A ces considérations purement acoustiques vient se greffer l’envie de donner une dimension électroacoustique au projet, en développant un dispositif sonore qui viendrait augmenter la base acoustique du trio. Cette seconde trajectoire de développement est encore à l’état embryonnaire, mais on la trouve toutefois déjà sur le premier album avec l’utilisation de la diffusion d’un échantillon audio qui est le matériel de départ de la composition Le Monde est une Merveille.

Avec la diffusion sonore s’ouvre la porte des questionnements liés à la spatialisation du son en live. Celle-ci peut par exemple venir questionner le rapport spatial public/plateau que l’on trouve habituellement lors d’un concert. Le trio se sert également de cette diffusion comme d’un point de départ pour l’improvisation. En tant que musicien, on peut se laisser surprendre par la survenue d’un son imprévu ou inconnu, et ainsi entrer en interaction avec cette entité qui diffuse le son.

En travaillant sur le contenu des sons diffusés, on augmente le potentiel narratif du projet. Ces sons peuvent être des contenus intelligibles, des textes littéraires, des poèmes, des témoignages et bien d’autres choses. Nous touchons avec cela à la dimension intellectuelle du « contenu » du projet. Par exemple, lors d’une prochaine résidence, le groupe questionnera la possibilité d’enregistrer des personnes localement sur le lieu de chaque concert, qu’il s’agisse du public ou des habitants/acteurs du quartier, pour les utiliser lors de la représentation. La préparation demandera donc d’emprunter des techniques au journalisme, par exemple pour la réalisation d’entretiens qui répondent aux attentes et au cadre que l’on aura alors définis.

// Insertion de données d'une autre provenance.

//! # Portvakt Configuration System
//!
//! Layered configuration for the Portvakt failure monitor. Every component
//! reads its parameters from the single [`PortvaktConfig`] value built here at
//! startup; nothing is reconfigured at runtime.
//!
//! ## Layers
//! 1. Built-in defaults (monitor port 81, threshold 3)
//! 2. `config/portvakt.yaml`
//! 3. `config/<PORTVAKT_ENV>.yaml`
//! 4. `PORTVAKT_*` environment variables (`__` separates nested keys)

#![warn(unsafe_code)]
#![deny(rustdoc::broken_intra_doc_links)]

use std::path::{Path, PathBuf};

use figment::{
    providers::{Env, Format, Serialized, Yaml},
    Figment,
};
use serde::{Deserialize, Serialize};
use validator::Validate;

mod capture;
mod detection;
mod error;
mod monitor;
mod prevention;
mod telemetry;
mod validation;

pub use capture::CaptureConfig;
pub use detection::DetectionConfig;
pub use error::ConfigError;
pub use monitor::MonitorConfig;
pub use prevention::{FirewallConfig, PreventionConfig, ADDRESS_PLACEHOLDER};
pub use telemetry::TelemetryConfig;

const BASE_CONFIG_FILE: &str = "config/portvakt.yaml";
const ENV_PREFIX: &str = "PORTVAKT_";

/// Top-level configuration container for all Portvakt components.
#[derive(Debug, Serialize, Deserialize, Validate, Default, Clone)]
pub struct PortvaktConfig {
    /// Monitored service port and escalation threshold.
    #[validate(nested)]
    #[serde(default)]
    pub monitor: MonitorConfig,

    /// Capture Source launch parameters.
    #[validate(nested)]
    #[serde(default)]
    pub capture: CaptureConfig,

    /// Frame boundary and failure markers.
    #[validate(nested)]
    #[serde(default)]
    pub detection: DetectionConfig,

    /// Enforcement Mechanism parameters.
    #[validate(nested)]
    #[serde(default)]
    pub prevention: PreventionConfig,

    /// Logging configuration.
    #[validate(nested)]
    #[serde(default)]
    pub telemetry: TelemetryConfig,
}

impl PortvaktConfig {
    /// Load configuration from default files and environment.
    ///
    /// Missing files are skipped; the defaults alone form a valid configuration.
    pub fn load() -> Result<Self, ConfigError> {
        let mut figment = Figment::from(Serialized::defaults(PortvaktConfig::default()));

        if Path::new(BASE_CONFIG_FILE).exists() {
            figment = figment.merge(Yaml::file(BASE_CONFIG_FILE));
        }

        let env = std::env::var("PORTVAKT_ENV").unwrap_or_else(|_| "production".into());
        let env_file = format!("config/{}.yaml", env);
        if Path::new(&env_file).exists() {
            figment = figment.merge(Yaml::file(env_file));
        }

        Self::extract(figment.merge(Env::prefixed(ENV_PREFIX).split("__")))
    }

    /// Load configuration from a specific file, layered over the defaults.
    pub fn load_from_path<P: AsRef<Path>>(path: P) -> Result<Self, ConfigError> {
        let path = path.as_ref();
        if !path.exists() {
            return Err(ConfigError::FileNotFound(PathBuf::from(path)));
        }

        Self::extract(
            Figment::from(Serialized::defaults(PortvaktConfig::default()))
                .merge(Yaml::file(path))
                .merge(Env::prefixed(ENV_PREFIX).split("__")),
        )
    }

    fn extract(figment: Figment) -> Result<Self, ConfigError> {
        figment
            .extract()
            .map_err(ConfigError::from)
            .and_then(|config: Self| {
                config.validate()?;
                Ok(config)
            })
    }
}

Une troisième trajectoire consiste à réfléchir à l’application d’effets audios sur les instruments acoustiques. Il s’agit là du programme d’une seconde future résidence, lors de laquelle il sera mis sur pieds un dispositif avec lequel interagir et littéralement augmenter le champ sonore des trois instruments. L’idée n’est pas de simplement appliquer des effets sur les sons, mais d’aller plus loin en cherchant à obtenir des propositions venant du dispositif. Pour répondre à cette ambition, le groupe fera probablement appel à un 4e membre, musicien et ingénieur du son, qui pourra « jouer des effets sonores sur le groupe », tout en se situant dans la même pâte d’improvisation. Une inspiration forte pour cette direction est le travail de Sam Pluta dans le 5tet de Peter Evans (par exemple audible sur l’album Ghosts du Peter Evans 5tet).